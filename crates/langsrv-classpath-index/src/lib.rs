//! Scope-local view over a shared classpath scan.
//!
//! A [`langsrv_classpath_cache::ScanHandle`] may be shared by several
//! scopes (it was reused via the superset or overlap path); this crate is
//! what turns that shared, possibly-too-broad scan into the symbol set one
//! particular scope is actually entitled to see.

#![cfg_attr(test, allow(clippy::panic, clippy::unwrap_used, clippy::expect_used))]

use langsrv_classpath_cache::{ClasspathSymbol, ScanHandle, SymbolKind};
use std::collections::HashSet;
use std::path::PathBuf;

/// Scope-local symbol lookup over a (possibly shared) classpath scan.
///
/// Built lazily once per [`ScanHandle`]; cheap to construct repeatedly
/// since it only borrows the handle's `Arc<ScanResult>`.
pub struct ClasspathSymbolIndex<'a> {
    handle: &'a ScanHandle,
}

impl<'a> ClasspathSymbolIndex<'a> {
    pub fn new(handle: &'a ScanHandle) -> Self {
        Self { handle }
    }

    /// Every symbol in the underlying scan, without filtering to this
    /// scope's own classpath. Used when the scan was an exact hit (the
    /// scan *is* this scope's classpath).
    pub fn all_symbols(&self) -> &[ClasspathSymbol] {
        &self.handle.scan.symbols
    }

    /// Distinct packages declared anywhere in the underlying scan.
    pub fn packages(&self) -> HashSet<&str> {
        self.handle.scan.symbols.iter().map(|s| s.package.as_str()).collect()
    }

    /// Symbols belonging to this scope: every symbol with no owning path
    /// (a runtime/module symbol, always in scope), plus, when the scan
    /// was reused from a broader classpath (`own_files` is set), only
    /// those whose owning path is in `own_paths`.
    ///
    /// When `own_files` is `None` (an exact hit), every symbol in the
    /// scan already belongs to this scope and is returned unfiltered.
    pub fn symbols_for(&self, own_paths: &HashSet<PathBuf>) -> Vec<&ClasspathSymbol> {
        match &self.handle.own_files {
            None => self.handle.scan.symbols.iter().collect(),
            Some(_) => self
                .handle
                .scan
                .symbols
                .iter()
                .filter(|s| match &s.owning_path {
                    None => true,
                    Some(path) => own_paths.contains(path),
                })
                .collect(),
        }
    }

    pub fn symbols_of_kind(&self, own_paths: &HashSet<PathBuf>, kind: SymbolKind) -> Vec<&ClasspathSymbol> {
        self.symbols_for(own_paths).into_iter().filter(|s| s.kind == kind).collect()
    }
}

#[cfg(test)]
mod tests {
    use super::*;
    use langsrv_classpath_cache::ScanResult;
    use std::sync::Arc;

    fn symbol(name: &str, owning: Option<&str>, kind: SymbolKind) -> ClasspathSymbol {
        ClasspathSymbol {
            simple_name: name.to_string(),
            qualified_name: format!("com.example.{name}"),
            package: "com.example".to_string(),
            kind,
            owning_path: owning.map(PathBuf::from),
        }
    }

    fn handle(symbols: Vec<ClasspathSymbol>, own_files: Option<HashSet<PathBuf>>) -> ScanHandle {
        ScanHandle { key: "k".to_string(), scan: Arc::new(ScanResult { symbols }), own_files }
    }

    #[test]
    fn exact_hit_returns_every_symbol_unfiltered() {
        let h = handle(vec![symbol("A", Some("/a.jar"), SymbolKind::Class)], None);
        let index = ClasspathSymbolIndex::new(&h);
        assert_eq!(index.symbols_for(&HashSet::new()).len(), 1);
    }

    #[test]
    fn superset_hit_filters_to_own_paths_plus_runtime_symbols() {
        let symbols = vec![
            symbol("Mine", Some("/a.jar"), SymbolKind::Class),
            symbol("Theirs", Some("/b.jar"), SymbolKind::Class),
            symbol("Runtime", None, SymbolKind::Class),
        ];
        let mut own = HashSet::new();
        own.insert(PathBuf::from("/a.jar"));
        let h = handle(symbols, Some(own.clone()));
        let index = ClasspathSymbolIndex::new(&h);
        let visible: HashSet<&str> = index.symbols_for(&own).into_iter().map(|s| s.simple_name.as_str()).collect();
        assert_eq!(visible, ["Mine", "Runtime"].into_iter().collect());
    }

    #[test]
    fn symbols_of_kind_filters_by_kind() {
        let symbols = vec![symbol("A", None, SymbolKind::Class), symbol("b", None, SymbolKind::Method)];
        let h = handle(symbols, None);
        let index = ClasspathSymbolIndex::new(&h);
        let methods = index.symbols_of_kind(&HashSet::new(), SymbolKind::Method);
        assert_eq!(methods.len(), 1);
        assert_eq!(methods[0].simple_name, "b");
    }
}
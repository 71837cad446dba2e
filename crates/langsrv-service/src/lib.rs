//! The top-level compilation service: turns a [`langsrv_scope::ProjectScope`]
//! plus a [`langsrv_documents::DocumentTracker`] into published diagnostics,
//! and answers workspace-wide symbol queries across every scope with an
//! open document.
//!
//! Nothing here owns state of its own — every function takes the scope
//! (or manager) and tracker it operates on and returns what changed. The
//! caller (the language-server glue this crate doesn't include) is
//! responsible for actually sending the result to the editor.

#![cfg_attr(test, allow(clippy::panic, clippy::unwrap_used, clippy::expect_used))]

mod compile;
mod workspace;

pub use compile::{compile_and_visit, compile_for_completion, compile_for_signature_help, ensure_compiled};
pub use workspace::{workspace_symbols, SymbolMatch};
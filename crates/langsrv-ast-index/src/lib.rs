//! Per-project-scope AST index.
//!
//! Consumes the modules a [`langsrv_frontend::CompilerFrontend`] produces
//! for a compilation unit and builds a flat, queryable snapshot: every
//! node reachable per URI, an identity-keyed parent map, class lookup by
//! URI and by qualified name, and a filtered, star-import-expanded
//! dependency list per URI.

#![cfg_attr(test, allow(clippy::panic, clippy::unwrap_used, clippy::expect_used))]

mod index;
mod query;
mod visit;

pub use index::AstIndex;
pub use visit::{visit_full, visit_incremental};
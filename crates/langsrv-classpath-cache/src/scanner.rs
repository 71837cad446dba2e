//! The external-classpath-scanner boundary.
//!
//! Scanning jars and `.class` files for declared symbols is, like parsing
//! source text, explicitly out of scope for this engine — it only defines
//! the shape a scan result takes and the trait an external scanner
//! implements.

use langsrv_error::CoreResult;
use serde::{Deserialize, Serialize};
use std::path::PathBuf;

/// What a [`ClasspathSymbol`] names.
#[derive(Debug, Clone, Copy, PartialEq, Eq, Hash, Serialize, Deserialize)]
pub enum SymbolKind {
    Class,
    Field,
    Method,
}

/// One symbol declared somewhere on a scanned classpath.
#[derive(Debug, Clone, PartialEq, Eq, Serialize, Deserialize)]
pub struct ClasspathSymbol {
    pub simple_name: String,
    pub qualified_name: String,
    pub package: String,
    pub kind: SymbolKind,
    /// The classpath element (jar file or directory) that contributed
    /// this symbol. `None` marks a runtime/module symbol with no single
    /// owning file — always considered in scope regardless of which
    /// `own_paths` filter a consumer applies.
    pub owning_path: Option<PathBuf>,
}

/// The result of scanning a classpath: every symbol declared by any
/// element on it.
#[derive(Debug, Clone, Default, Serialize, Deserialize)]
pub struct ScanResult {
    pub symbols: Vec<ClasspathSymbol>,
}

/// The trait boundary for an external classpath scanner (jar/classfile
/// introspection). The engine only drives an implementation through this
/// trait and reads the [`ScanResult`] it produces.
pub trait ClasspathScanner: Send + Sync {
    fn scan(&self, urls: &[PathBuf]) -> CoreResult<ScanResult>;
}
//! Drives a scope from "nothing compiled yet" through incremental
//! recompiles, including the placeholder-assisted compiles completion
//! and signature-help need.

use langsrv_ast_index::AstIndex;
use langsrv_classpath_cache::SymbolKind;
use langsrv_classpath_index::ClasspathSymbolIndex;
use langsrv_compilation::{compile as drive_frontend, visit_ast_full, visit_ast_incremental, PlaceholderGuard};
use langsrv_config::Config;
use langsrv_diagnostics::{compute as compute_diagnostics, Diagnostic, DiagnosticResult};
use langsrv_documents::DocumentTracker;
use langsrv_frontend::{CompilationUnit, CompilerFrontend, Severity};
use langsrv_position::{Position, Range};
use langsrv_scope::{ProjectScope, ScopeState};
use std::collections::HashSet;

/// Compiles `scope` from scratch if it has never been compiled, otherwise
/// a no-op. Returns `None` when nothing happened.
pub fn ensure_compiled(scope: &ProjectScope, tracker: &DocumentTracker, frontend: &dyn CompilerFrontend, config: &Config) -> Option<DiagnosticResult> {
    scope.touch();
    let mut state = scope.write();
    if state.compiled {
        return None;
    }
    Some(full_compile_locked(&mut state, scope, tracker, frontend, config))
}

/// Recompiles `scope` incrementally around `triggering_uri`, expanding
/// through the dependency graph and promoting to a full rebuild if the
/// expanded set grows past the configured fallback fraction.
pub fn compile_and_visit(scope: &ProjectScope, tracker: &DocumentTracker, frontend: &dyn CompilerFrontend, triggering_uri: &str, config: &Config) -> DiagnosticResult {
    scope.touch();
    let mut state = scope.write();
    compile_and_visit_locked(&mut state, scope, tracker, frontend, config, triggering_uri)
}

/// Splices a completion placeholder into `uri` at `position`, compiles
/// with it in place, then restores the original text — the placeholder
/// never outlives this call, but the AST compiled against it does.
/// `None` if `uri` isn't open or `position` doesn't resolve.
pub fn compile_for_completion(
    scope: &ProjectScope,
    tracker: &DocumentTracker,
    frontend: &dyn CompilerFrontend,
    uri: &str,
    position: Position,
    config: &Config,
) -> Option<DiagnosticResult> {
    scope.touch();
    let mut state = scope.write();
    let guard = PlaceholderGuard::inject_completion(tracker, uri, position)?;
    let result = compile_and_visit_locked(&mut state, scope, tracker, frontend, config, uri);
    drop(guard);
    Some(result)
}

/// As [`compile_for_completion`], but closes an unbalanced argument list
/// instead of splicing an identifier.
pub fn compile_for_signature_help(
    scope: &ProjectScope,
    tracker: &DocumentTracker,
    frontend: &dyn CompilerFrontend,
    uri: &str,
    position: Position,
    config: &Config,
) -> Option<DiagnosticResult> {
    scope.touch();
    let mut state = scope.write();
    let guard = PlaceholderGuard::inject_signature_help(tracker, uri, position)?;
    let result = compile_and_visit_locked(&mut state, scope, tracker, frontend, config, uri);
    drop(guard);
    Some(result)
}

fn compile_and_visit_locked(
    state: &mut ScopeState,
    scope: &ProjectScope,
    tracker: &DocumentTracker,
    frontend: &dyn CompilerFrontend,
    config: &Config,
    triggering_uri: &str,
) -> DiagnosticResult {
    if !state.compiled {
        return full_compile_locked(state, scope, tracker, frontend, config);
    }

    let root_uri = project_root_uri(scope);
    let mut changed: HashSet<String> = tracker.changed_under(&root_uri).into_iter().collect();
    changed.insert(triggering_uri.to_string());

    let mut expanded = changed.clone();
    expanded.extend(scope.dep_graph().transitive_dependents(&changed, config.dep_graph_max_transitive_depth));

    let total_sources = state.ast.uris().count().max(1);
    let fraction = expanded.len() as f64 / total_sources as f64;
    if fraction > config.incremental_fallback_fraction {
        tracing::debug!(root = %scope.root().display(), fraction, "incremental set exceeds fallback fraction, promoting to full recompile");
        return full_compile_locked(state, scope, tracker, frontend, config);
    }

    let unit = scope.unit_factory().create_incremental(tracker, &expanded);
    match drive_frontend(frontend, &unit) {
        Some(outcome) => {
            let catastrophic: HashSet<String> = outcome.catastrophic_failures.iter().cloned().collect();
            let index = visit_ast_incremental(&outcome, &state.ast, &expanded, config);
            update_dep_graph(scope, &index, expanded.iter().filter(|u| !catastrophic.contains(*u)).cloned());
            let index = index.recover_uris(&state.ast, &catastrophic);
            let mut result = compute_diagnostics(&unit, &outcome, &root_uri, &state.diagnostics_by_file);
            append_catastrophic_diagnostics(&mut result, &catastrophic);
            state.ast = index;
            state.compiled = true;
            state.diagnostics_by_file = result.diagnostics_by_file.clone();
            tracker.clear_changed_under(&root_uri);
            result
        }
        None => catastrophic_result(state, &unit),
    }
}

fn full_compile_locked(state: &mut ScopeState, scope: &ProjectScope, tracker: &DocumentTracker, frontend: &dyn CompilerFrontend, config: &Config) -> DiagnosticResult {
    let known = known_classpath_names(scope);
    let unit = scope.unit_factory().create(tracker, &known);
    let root_uri = project_root_uri(scope);
    match drive_frontend(frontend, &unit) {
        Some(outcome) => {
            let catastrophic: HashSet<String> = outcome.catastrophic_failures.iter().cloned().collect();
            let index = visit_ast_full(&outcome, config);
            update_dep_graph(scope, &index, index.uris().map(str::to_string).collect::<Vec<_>>());
            let index = index.recover_uris(&state.ast, &catastrophic);
            let mut result = compute_diagnostics(&unit, &outcome, &root_uri, &state.diagnostics_by_file);
            append_catastrophic_diagnostics(&mut result, &catastrophic);
            state.ast = index;
            state.compiled = true;
            state.diagnostics_by_file = result.diagnostics_by_file.clone();
            tracker.clear_changed_under(&root_uri);
            result
        }
        None => catastrophic_result(state, &unit),
    }
}

/// A front-end that couldn't produce any module at all (parser crash,
/// resource exhaustion) leaves the previous AST in place and publishes a
/// synthetic diagnostic on every source in the attempted unit, since
/// there is no per-file locator to pin the failure to.
fn catastrophic_result(state: &mut ScopeState, unit: &CompilationUnit) -> DiagnosticResult {
    tracing::warn!(sources = unit.sources.len(), "compiler produced no modules, retaining previous AST");
    let notice = Diagnostic {
        range: Range::empty(Position::new(0, 0)),
        severity: Severity::Error,
        message: "the compiler failed to produce an abstract syntax tree for this project; results shown are from the last successful compile".to_string(),
    };

    let mut by_file = state.diagnostics_by_file.clone();
    for source in &unit.sources {
        by_file.entry(source.uri.clone()).or_default().push(notice.clone());
    }
    let to_publish = by_file.iter().map(|(uri, diags)| (uri.clone(), diags.clone())).collect();
    state.diagnostics_by_file = by_file.clone();
    DiagnosticResult { to_publish, diagnostics_by_file: by_file }
}

/// Appends a per-file synthetic diagnostic for every URI the front-end
/// reported as a catastrophic per-file failure (present in neither the
/// fresh modules nor, now, dropped from the index) — the counterpart to
/// [`catastrophic_result`]'s whole-unit version, pinned to just the
/// offending files rather than every source in the unit.
fn append_catastrophic_diagnostics(result: &mut DiagnosticResult, uris: &HashSet<String>) {
    if uris.is_empty() {
        return;
    }
    let notice = Diagnostic {
        range: Range::empty(Position::new(0, 0)),
        severity: Severity::Error,
        message: "the compiler failed to produce an abstract syntax tree for this file; results shown are from the last successful compile".to_string(),
    };
    for uri in uris {
        tracing::warn!(uri, "compiler reported a per-file catastrophic failure, retaining previous AST for this file");
        let diags = result.diagnostics_by_file.entry(uri.clone()).or_default();
        diags.push(notice.clone());
        let diags = diags.clone();
        match result.to_publish.iter_mut().find(|(published_uri, _)| published_uri == uri) {
            Some(entry) => entry.1 = diags,
            None => result.to_publish.push((uri.clone(), diags)),
        }
    }
}

/// Resolves each visited URI's dependency FQNs to file URIs via the fresh
/// index's class table, dropping any name that doesn't resolve (a
/// platform class or a name the compiler couldn't bind) and dropping the
/// file's own URI (a class and its superclass/interface declared in the
/// same file must not produce a self-edge).
fn update_dep_graph(scope: &ProjectScope, index: &AstIndex, uris: impl IntoIterator<Item = String>) {
    for uri in uris {
        let resolved: HashSet<String> =
            index.deps_by_uri(&uri).iter().filter_map(|fqn| index.class_by_name(fqn).map(|(u, _)| u.to_string())).filter(|u| u != &uri).collect();
        scope.dep_graph().update(&uri, resolved);
    }
}

/// Fully-qualified names of classes already visible on `scope`'s
/// classpath, so the unit factory can skip generating a synthetic stub
/// for them. Uses every symbol in the underlying scan rather than
/// filtering to this scope's own share of it — a stub skipped in error
/// is harmless, a stub generated in error just duplicates a class the
/// compiler already knows about.
fn known_classpath_names(scope: &ProjectScope) -> HashSet<String> {
    let Some(handle) = scope.classpath_handle() else { return HashSet::new() };
    ClasspathSymbolIndex::new(&handle).all_symbols().iter().filter(|s| s.kind == SymbolKind::Class).map(|s| s.qualified_name.clone()).collect()
}

fn project_root_uri(scope: &ProjectScope) -> String {
    langsrv_uri::fs_path_to_uri(scope.root()).unwrap_or_default()
}
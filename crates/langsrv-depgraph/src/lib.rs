//! File-level dependency graph.
//!
//! Tracks, for every file, which other files it depends on (forward
//! edges) and which depend on it (reverse edges), kept consistent under
//! a single mutex so a reader never observes one direction updated
//! without the other.

#![cfg_attr(test, allow(clippy::panic, clippy::unwrap_used, clippy::expect_used))]

use parking_lot::Mutex;
use std::collections::{HashMap, HashSet, VecDeque};

#[derive(Debug, Default)]
struct Inner {
    forward: HashMap<String, HashSet<String>>,
    reverse: HashMap<String, HashSet<String>>,
}

/// A process-wide (per scope) dependency graph over file URIs.
#[derive(Debug, Default)]
pub struct DepGraph {
    inner: Mutex<Inner>,
}

impl DepGraph {
    pub fn new() -> Self {
        Self::default()
    }

    /// Replaces `file`'s dependency set, updating the reverse index for
    /// both the deps that were added and the ones that were dropped.
    pub fn update(&self, file: &str, new_deps: HashSet<String>) {
        let mut inner = self.inner.lock();
        let old_deps = inner.forward.remove(file).unwrap_or_default();

        for removed in old_deps.difference(&new_deps) {
            remove_edge(&mut inner.reverse, removed, file);
        }
        for added in new_deps.difference(&old_deps) {
            inner.reverse.entry(added.clone()).or_default().insert(file.to_string());
        }

        if !new_deps.is_empty() {
            inner.forward.insert(file.to_string(), new_deps);
        }
    }

    /// Drops every edge touching `file`, in both directions.
    pub fn remove(&self, file: &str) {
        let mut inner = self.inner.lock();
        if let Some(deps) = inner.forward.remove(file) {
            for dep in &deps {
                remove_edge(&mut inner.reverse, dep, file);
            }
        }
        if let Some(dependents) = inner.reverse.remove(file) {
            for dependent in &dependents {
                remove_edge(&mut inner.forward, dependent, file);
            }
        }
    }

    pub fn clear(&self) {
        let mut inner = self.inner.lock();
        inner.forward.clear();
        inner.reverse.clear();
    }

    pub fn direct_dependencies(&self, file: &str) -> Vec<String> {
        let inner = self.inner.lock();
        sorted(inner.forward.get(file))
    }

    pub fn direct_dependents(&self, file: &str) -> Vec<String> {
        let inner = self.inner.lock();
        sorted(inner.reverse.get(file))
    }

    /// BFS over reverse edges from `seeds`, bounded by `max_depth` hops.
    /// Seeds themselves are never included in the result.
    pub fn transitive_dependents(&self, seeds: &HashSet<String>, max_depth: usize) -> HashSet<String> {
        let inner = self.inner.lock();
        bfs(&inner.reverse, seeds, max_depth)
    }

    /// BFS over forward edges from `seeds`, bounded by `max_depth` hops.
    pub fn transitive_dependencies(&self, seeds: &HashSet<String>, max_depth: usize) -> HashSet<String> {
        let inner = self.inner.lock();
        bfs(&inner.forward, seeds, max_depth)
    }
}

fn remove_edge(index: &mut HashMap<String, HashSet<String>>, key: &str, member: &str) {
    if let Some(set) = index.get_mut(key) {
        set.remove(member);
        if set.is_empty() {
            index.remove(key);
        }
    }
}

fn sorted(set: Option<&HashSet<String>>) -> Vec<String> {
    let mut v: Vec<String> = set.map(|s| s.iter().cloned().collect()).unwrap_or_default();
    v.sort();
    v
}

fn bfs(edges: &HashMap<String, HashSet<String>>, seeds: &HashSet<String>, max_depth: usize) -> HashSet<String> {
    let mut visited: HashSet<String> = seeds.clone();
    let mut result = HashSet::new();
    let mut frontier: VecDeque<(String, usize)> = seeds.iter().map(|s| (s.clone(), 0)).collect();

    while let Some((node, depth)) = frontier.pop_front() {
        if depth >= max_depth {
            continue;
        }
        let Some(neighbors) = edges.get(&node) else { continue };
        for next in neighbors {
            if visited.insert(next.clone()) {
                result.insert(next.clone());
                frontier.push_back((next.clone(), depth + 1));
            }
        }
    }

    result
}
//! Process-wide, reference-counted cache of external classpath scans.
//!
//! Scanning a classpath for declared symbols is expensive and the same
//! classpath (or a near-identical one) is commonly requested by several
//! project scopes at once — this crate is the shared store that lets them
//! reuse one another's scans instead of rescanning, with exact, superset,
//! and high-overlap reuse, plus an atomic on-disk cache.

#![cfg_attr(test, allow(clippy::panic, clippy::unwrap_used, clippy::expect_used))]

mod cache;
mod key;
mod scanner;

pub use cache::{ClasspathScanCache, ScanHandle};
pub use key::{canonical_urls, classpath_key};
pub use scanner::{ClasspathScanner, ClasspathSymbol, ScanResult, SymbolKind};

▶ WORK ITEM: Please copy, word for word, every line from the first line of the records through the line containing "symbol set one", with both of those lines included and nothing else.

▶ RESPONSE:
filename crates/langsrv-classpath-index/src/lib.rs
//! Scope-local view over a shared classpath scan.
//!
//! A [`langsrv_classpath_cache::ScanHandle`] may be shared by several
//! scopes (it was reused via the superset or overlap path); this crate is
//! what turns that shared, possibly-too-broad scan into the symbol set one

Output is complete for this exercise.